(Collected data entries)

# # # # #

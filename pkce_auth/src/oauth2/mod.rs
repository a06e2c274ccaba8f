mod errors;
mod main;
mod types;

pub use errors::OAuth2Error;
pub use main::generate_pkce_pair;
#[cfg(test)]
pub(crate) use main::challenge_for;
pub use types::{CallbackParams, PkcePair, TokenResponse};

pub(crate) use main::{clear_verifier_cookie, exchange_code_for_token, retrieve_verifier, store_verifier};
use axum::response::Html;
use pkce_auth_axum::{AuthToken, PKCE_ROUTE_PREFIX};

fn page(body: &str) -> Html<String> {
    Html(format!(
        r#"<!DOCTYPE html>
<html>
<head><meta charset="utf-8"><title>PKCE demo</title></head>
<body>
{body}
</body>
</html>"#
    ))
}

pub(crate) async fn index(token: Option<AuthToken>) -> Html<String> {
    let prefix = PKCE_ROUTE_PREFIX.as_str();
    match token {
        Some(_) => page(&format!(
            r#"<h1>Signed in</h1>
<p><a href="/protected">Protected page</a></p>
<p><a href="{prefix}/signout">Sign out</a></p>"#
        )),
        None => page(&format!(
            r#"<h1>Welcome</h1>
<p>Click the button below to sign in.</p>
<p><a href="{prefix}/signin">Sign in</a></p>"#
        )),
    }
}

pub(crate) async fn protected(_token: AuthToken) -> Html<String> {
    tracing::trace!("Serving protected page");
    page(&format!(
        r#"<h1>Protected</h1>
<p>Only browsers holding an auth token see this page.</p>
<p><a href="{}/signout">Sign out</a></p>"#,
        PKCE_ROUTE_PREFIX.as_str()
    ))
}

# # # # #

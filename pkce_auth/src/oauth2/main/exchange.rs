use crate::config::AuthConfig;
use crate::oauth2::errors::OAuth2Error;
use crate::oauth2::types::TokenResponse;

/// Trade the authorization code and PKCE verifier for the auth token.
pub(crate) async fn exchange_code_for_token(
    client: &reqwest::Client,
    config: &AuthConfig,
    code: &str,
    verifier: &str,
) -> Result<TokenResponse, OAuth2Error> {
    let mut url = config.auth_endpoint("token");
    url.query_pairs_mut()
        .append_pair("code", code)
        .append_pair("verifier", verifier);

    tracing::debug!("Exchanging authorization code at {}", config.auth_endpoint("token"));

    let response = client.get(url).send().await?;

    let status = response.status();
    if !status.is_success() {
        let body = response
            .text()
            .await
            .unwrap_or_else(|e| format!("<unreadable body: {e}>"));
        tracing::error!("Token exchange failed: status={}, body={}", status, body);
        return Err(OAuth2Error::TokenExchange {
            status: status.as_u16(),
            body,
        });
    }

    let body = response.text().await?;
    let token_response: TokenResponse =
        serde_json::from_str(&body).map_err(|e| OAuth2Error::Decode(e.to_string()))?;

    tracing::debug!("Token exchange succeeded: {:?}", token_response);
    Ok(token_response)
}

# # # # #

PROBLEM DESCRIPTION -> In the entries above, one line contains "filename pkce_auth/src/oauth2/mod.rs" and another contains "use axum::response::Html;". Reproduce exactly those two lines and the lines between them, nothing else.

WRITTEN ANSWER ->
filename pkce_auth/src/oauth2/mod.rs
repository a06e2c274ccaba8f
mod errors;
mod main;
mod types;

pub use errors::OAuth2Error;
pub use main::generate_pkce_pair;
#[cfg(test)]
pub(crate) use main::challenge_for;
pub use types::{CallbackParams, PkcePair, TokenResponse};

pub(crate) use main::{clear_verifier_cookie, exchange_code_for_token, retrieve_verifier, store_verifier};
use axum::response::Html;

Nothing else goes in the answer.